_Exercise directions_
For the entries below, report every line that includes the word "Acknowledged".

_Material shown_
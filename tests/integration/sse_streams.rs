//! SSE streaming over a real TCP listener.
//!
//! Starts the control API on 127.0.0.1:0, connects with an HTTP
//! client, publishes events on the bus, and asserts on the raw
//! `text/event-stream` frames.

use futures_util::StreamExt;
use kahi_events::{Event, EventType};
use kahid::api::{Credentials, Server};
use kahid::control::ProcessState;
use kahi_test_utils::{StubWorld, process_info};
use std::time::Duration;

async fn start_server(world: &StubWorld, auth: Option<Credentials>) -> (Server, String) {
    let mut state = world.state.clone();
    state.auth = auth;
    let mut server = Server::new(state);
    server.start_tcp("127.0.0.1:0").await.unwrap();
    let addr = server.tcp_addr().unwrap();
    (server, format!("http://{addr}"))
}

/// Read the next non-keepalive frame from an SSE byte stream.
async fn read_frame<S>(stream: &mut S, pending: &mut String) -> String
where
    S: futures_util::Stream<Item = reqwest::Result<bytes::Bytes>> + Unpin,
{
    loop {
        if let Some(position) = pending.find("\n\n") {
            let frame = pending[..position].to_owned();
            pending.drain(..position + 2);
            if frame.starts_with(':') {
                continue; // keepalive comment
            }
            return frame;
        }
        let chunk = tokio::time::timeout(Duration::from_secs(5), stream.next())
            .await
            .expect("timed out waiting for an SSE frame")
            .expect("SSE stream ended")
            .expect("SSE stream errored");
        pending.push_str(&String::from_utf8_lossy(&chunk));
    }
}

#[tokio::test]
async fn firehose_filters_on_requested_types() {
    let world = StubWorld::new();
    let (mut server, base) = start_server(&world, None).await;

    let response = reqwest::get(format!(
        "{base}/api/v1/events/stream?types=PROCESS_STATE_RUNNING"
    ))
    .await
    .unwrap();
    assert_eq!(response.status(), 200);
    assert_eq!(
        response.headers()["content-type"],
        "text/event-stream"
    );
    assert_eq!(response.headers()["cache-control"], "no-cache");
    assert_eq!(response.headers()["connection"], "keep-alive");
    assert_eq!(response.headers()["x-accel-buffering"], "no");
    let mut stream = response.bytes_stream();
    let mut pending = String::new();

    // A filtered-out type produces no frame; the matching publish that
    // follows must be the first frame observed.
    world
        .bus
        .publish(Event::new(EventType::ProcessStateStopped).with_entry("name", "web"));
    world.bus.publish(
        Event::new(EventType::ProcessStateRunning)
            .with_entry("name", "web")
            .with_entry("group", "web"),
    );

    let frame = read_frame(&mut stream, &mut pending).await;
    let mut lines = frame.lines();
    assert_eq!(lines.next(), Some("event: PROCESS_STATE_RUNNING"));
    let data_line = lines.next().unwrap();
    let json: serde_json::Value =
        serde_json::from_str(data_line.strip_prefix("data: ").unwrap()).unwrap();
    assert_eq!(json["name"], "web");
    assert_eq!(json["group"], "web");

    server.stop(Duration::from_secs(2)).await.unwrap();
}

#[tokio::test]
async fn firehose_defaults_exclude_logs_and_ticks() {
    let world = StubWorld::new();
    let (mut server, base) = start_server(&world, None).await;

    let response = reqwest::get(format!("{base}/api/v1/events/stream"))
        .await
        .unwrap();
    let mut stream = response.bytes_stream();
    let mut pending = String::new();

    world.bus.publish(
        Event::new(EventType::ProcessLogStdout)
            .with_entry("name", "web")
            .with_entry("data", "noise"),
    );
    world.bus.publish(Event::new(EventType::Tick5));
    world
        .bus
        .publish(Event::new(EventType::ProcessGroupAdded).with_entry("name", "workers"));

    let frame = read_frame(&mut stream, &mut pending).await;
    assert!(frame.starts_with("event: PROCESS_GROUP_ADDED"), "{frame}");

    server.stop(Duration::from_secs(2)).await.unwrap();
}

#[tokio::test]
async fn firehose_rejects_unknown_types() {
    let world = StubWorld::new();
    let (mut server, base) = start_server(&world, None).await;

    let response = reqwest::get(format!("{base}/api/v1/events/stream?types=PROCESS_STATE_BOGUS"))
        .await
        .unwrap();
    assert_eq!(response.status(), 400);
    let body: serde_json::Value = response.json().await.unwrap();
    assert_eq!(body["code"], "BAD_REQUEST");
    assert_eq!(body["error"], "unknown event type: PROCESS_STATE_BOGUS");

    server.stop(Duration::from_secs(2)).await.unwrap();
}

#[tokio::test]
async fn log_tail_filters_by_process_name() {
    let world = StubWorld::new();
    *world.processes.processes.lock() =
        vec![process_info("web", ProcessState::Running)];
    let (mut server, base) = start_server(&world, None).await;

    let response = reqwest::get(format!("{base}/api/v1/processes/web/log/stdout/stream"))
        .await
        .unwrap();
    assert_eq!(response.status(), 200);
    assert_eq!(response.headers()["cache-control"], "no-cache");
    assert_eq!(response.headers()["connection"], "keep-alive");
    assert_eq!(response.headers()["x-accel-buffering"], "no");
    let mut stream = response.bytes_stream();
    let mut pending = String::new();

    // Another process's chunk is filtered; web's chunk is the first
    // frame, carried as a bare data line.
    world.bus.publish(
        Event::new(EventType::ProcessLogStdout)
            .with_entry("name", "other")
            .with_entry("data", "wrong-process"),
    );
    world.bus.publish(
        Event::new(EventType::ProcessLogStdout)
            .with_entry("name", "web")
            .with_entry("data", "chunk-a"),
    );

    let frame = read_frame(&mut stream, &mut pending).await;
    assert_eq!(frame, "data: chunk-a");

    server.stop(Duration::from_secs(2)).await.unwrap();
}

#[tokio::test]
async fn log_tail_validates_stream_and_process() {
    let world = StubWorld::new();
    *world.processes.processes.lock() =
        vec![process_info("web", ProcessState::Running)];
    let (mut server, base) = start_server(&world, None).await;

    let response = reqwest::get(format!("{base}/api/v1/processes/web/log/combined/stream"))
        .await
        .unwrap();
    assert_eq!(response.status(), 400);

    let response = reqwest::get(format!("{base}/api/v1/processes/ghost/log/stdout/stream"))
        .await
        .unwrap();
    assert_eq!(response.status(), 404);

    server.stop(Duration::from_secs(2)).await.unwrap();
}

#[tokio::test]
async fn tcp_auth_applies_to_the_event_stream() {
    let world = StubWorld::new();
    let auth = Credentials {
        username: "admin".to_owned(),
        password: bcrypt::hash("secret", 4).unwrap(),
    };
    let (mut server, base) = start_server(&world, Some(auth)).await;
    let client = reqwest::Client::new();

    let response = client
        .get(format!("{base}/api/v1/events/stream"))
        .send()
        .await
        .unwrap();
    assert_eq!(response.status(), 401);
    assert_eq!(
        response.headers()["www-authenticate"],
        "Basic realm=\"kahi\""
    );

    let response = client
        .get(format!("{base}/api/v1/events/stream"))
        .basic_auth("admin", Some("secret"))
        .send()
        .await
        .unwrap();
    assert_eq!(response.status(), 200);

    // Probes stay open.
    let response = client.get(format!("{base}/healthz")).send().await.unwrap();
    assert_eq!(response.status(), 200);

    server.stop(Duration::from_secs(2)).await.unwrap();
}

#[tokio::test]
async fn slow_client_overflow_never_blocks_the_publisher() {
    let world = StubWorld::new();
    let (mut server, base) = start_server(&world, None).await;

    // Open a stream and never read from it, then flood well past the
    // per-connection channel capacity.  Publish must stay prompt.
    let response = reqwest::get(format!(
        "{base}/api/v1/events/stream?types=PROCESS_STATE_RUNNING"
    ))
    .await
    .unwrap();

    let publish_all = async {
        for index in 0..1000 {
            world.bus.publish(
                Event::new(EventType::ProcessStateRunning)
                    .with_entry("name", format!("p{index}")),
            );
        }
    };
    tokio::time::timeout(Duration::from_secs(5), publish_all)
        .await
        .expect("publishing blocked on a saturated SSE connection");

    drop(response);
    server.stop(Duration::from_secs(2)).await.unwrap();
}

* * *

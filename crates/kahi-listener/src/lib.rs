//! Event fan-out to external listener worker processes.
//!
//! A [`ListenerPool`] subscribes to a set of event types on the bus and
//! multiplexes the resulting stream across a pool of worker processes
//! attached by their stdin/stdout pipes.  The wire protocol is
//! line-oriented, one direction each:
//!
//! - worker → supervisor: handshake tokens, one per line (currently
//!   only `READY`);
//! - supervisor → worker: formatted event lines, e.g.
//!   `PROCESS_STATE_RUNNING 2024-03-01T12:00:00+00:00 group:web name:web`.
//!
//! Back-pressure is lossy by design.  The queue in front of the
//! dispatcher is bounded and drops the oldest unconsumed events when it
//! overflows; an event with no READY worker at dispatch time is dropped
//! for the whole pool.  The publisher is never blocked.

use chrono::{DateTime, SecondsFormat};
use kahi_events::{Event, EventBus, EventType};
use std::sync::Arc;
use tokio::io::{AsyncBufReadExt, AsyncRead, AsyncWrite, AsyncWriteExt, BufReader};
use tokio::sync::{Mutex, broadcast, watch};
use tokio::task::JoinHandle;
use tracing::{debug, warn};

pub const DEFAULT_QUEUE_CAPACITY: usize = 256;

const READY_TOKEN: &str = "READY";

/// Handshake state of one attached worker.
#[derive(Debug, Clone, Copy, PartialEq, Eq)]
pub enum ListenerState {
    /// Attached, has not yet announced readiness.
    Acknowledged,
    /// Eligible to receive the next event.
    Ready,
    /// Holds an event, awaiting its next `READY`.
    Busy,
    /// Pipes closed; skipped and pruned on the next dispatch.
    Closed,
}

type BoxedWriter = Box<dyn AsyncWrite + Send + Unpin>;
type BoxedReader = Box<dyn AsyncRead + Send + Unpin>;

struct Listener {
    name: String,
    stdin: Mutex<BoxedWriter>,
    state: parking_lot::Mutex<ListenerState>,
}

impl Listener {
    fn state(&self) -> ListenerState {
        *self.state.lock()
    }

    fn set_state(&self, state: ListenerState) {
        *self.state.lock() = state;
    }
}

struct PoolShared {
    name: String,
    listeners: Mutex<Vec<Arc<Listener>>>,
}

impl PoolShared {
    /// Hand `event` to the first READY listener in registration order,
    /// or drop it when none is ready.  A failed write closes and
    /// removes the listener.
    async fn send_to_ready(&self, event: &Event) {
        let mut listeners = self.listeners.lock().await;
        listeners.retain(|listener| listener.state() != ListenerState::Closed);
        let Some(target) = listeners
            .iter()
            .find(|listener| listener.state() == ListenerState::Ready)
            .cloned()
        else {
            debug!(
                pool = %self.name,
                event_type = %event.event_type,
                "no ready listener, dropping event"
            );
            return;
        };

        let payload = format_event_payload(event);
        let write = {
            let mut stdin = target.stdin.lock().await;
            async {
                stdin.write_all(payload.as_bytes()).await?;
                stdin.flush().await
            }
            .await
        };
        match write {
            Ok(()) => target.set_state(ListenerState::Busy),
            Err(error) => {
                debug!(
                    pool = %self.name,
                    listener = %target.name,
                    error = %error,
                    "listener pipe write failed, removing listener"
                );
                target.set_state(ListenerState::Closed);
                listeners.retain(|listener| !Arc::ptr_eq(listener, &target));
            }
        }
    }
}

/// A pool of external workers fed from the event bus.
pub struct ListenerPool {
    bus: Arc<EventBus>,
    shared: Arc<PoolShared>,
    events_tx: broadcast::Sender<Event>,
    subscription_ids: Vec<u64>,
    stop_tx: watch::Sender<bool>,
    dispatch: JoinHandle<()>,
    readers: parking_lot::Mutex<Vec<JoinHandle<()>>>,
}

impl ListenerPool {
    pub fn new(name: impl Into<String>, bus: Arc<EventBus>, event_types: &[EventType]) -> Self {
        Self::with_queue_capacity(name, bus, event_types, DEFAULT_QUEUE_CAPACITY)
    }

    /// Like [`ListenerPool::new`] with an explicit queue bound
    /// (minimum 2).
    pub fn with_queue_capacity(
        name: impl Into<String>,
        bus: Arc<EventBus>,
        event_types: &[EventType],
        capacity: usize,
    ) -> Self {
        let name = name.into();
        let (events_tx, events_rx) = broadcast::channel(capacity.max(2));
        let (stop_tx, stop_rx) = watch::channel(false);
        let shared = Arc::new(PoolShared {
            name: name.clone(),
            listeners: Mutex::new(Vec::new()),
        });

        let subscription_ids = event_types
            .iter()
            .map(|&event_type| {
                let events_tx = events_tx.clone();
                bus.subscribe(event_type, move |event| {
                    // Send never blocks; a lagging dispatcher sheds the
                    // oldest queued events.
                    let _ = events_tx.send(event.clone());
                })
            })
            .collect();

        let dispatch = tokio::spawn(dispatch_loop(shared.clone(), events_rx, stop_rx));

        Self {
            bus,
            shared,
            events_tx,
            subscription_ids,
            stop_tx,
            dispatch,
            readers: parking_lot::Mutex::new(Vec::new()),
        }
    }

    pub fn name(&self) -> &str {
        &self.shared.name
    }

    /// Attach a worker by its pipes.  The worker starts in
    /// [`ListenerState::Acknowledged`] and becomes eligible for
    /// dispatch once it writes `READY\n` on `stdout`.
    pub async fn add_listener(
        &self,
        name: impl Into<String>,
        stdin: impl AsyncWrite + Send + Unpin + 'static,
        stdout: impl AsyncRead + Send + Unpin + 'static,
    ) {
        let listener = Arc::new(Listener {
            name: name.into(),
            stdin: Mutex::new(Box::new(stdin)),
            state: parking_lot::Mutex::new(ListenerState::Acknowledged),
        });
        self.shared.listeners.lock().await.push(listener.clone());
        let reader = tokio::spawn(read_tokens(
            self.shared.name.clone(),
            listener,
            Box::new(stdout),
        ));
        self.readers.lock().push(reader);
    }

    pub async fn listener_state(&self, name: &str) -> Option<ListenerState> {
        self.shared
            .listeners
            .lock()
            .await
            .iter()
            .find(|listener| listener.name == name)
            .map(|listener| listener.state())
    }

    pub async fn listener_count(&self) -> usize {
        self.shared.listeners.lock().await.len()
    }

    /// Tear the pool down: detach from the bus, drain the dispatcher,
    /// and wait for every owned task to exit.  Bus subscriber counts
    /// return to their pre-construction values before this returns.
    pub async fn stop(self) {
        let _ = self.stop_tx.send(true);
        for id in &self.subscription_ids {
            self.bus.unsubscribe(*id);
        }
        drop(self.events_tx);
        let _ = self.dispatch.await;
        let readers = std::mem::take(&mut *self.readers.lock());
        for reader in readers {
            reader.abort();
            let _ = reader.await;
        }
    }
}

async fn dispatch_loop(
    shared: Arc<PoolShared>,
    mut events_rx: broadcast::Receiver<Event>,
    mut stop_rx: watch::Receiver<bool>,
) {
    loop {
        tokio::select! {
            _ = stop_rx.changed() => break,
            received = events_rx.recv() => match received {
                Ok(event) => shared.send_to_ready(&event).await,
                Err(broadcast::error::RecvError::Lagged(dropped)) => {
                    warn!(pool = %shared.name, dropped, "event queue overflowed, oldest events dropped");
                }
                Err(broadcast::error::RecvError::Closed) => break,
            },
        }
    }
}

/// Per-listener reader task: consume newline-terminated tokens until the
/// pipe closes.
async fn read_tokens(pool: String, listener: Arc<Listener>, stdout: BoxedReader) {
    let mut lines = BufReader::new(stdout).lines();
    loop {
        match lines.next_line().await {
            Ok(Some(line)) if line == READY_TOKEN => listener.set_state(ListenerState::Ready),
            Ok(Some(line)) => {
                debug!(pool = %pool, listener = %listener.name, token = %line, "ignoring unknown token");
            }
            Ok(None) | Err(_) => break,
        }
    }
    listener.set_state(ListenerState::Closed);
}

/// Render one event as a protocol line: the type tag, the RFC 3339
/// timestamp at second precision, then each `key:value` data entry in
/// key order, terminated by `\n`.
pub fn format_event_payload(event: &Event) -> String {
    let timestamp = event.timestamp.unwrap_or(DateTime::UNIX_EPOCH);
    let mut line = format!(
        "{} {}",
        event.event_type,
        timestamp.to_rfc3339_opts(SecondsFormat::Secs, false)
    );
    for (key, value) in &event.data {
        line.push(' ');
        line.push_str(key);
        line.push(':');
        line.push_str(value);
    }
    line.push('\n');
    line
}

--

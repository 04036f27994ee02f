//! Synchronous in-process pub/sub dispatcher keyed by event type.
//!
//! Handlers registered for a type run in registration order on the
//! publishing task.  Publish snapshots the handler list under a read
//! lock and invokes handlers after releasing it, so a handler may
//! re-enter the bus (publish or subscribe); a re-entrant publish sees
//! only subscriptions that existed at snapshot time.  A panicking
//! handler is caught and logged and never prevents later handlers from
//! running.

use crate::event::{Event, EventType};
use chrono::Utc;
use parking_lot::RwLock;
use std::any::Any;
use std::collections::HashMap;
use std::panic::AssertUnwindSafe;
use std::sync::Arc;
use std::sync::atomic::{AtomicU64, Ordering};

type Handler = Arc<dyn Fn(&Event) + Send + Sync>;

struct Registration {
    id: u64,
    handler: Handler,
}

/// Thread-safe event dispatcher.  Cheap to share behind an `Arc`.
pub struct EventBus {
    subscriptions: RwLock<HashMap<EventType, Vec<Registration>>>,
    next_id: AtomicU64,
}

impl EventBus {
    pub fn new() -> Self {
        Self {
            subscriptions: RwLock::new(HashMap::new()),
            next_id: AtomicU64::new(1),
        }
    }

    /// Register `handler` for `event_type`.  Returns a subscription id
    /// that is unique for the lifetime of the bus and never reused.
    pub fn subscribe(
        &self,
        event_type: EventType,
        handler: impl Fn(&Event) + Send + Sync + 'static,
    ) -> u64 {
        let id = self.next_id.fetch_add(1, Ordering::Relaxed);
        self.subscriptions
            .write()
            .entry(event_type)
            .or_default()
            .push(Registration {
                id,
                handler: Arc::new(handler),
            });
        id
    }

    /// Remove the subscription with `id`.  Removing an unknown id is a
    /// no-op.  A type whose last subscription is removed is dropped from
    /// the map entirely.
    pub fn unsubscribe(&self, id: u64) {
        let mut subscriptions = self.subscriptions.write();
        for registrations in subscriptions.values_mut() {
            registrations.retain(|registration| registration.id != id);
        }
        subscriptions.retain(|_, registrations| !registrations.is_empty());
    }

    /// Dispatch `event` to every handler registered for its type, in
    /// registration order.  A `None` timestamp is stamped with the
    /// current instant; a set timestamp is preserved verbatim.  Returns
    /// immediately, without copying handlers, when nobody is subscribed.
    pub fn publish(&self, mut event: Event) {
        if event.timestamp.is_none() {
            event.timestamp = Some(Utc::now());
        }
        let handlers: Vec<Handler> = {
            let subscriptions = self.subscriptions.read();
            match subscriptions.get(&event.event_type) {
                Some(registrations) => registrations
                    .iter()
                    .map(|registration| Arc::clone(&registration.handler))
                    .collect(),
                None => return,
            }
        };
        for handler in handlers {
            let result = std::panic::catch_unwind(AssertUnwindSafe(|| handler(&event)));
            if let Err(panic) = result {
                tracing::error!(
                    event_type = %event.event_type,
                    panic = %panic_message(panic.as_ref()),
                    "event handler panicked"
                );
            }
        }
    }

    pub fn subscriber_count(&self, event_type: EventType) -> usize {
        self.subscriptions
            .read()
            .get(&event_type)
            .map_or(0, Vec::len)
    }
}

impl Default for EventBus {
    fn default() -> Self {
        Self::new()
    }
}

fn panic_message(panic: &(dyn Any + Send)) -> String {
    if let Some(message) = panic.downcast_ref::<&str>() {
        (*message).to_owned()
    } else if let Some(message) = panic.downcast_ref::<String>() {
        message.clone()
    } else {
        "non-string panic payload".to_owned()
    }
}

_Solved problem_
    Acknowledged,
    /// [`ListenerState::Acknowledged`] and becomes eligible for
            state: parking_lot::Mutex::new(ListenerState::Acknowledged),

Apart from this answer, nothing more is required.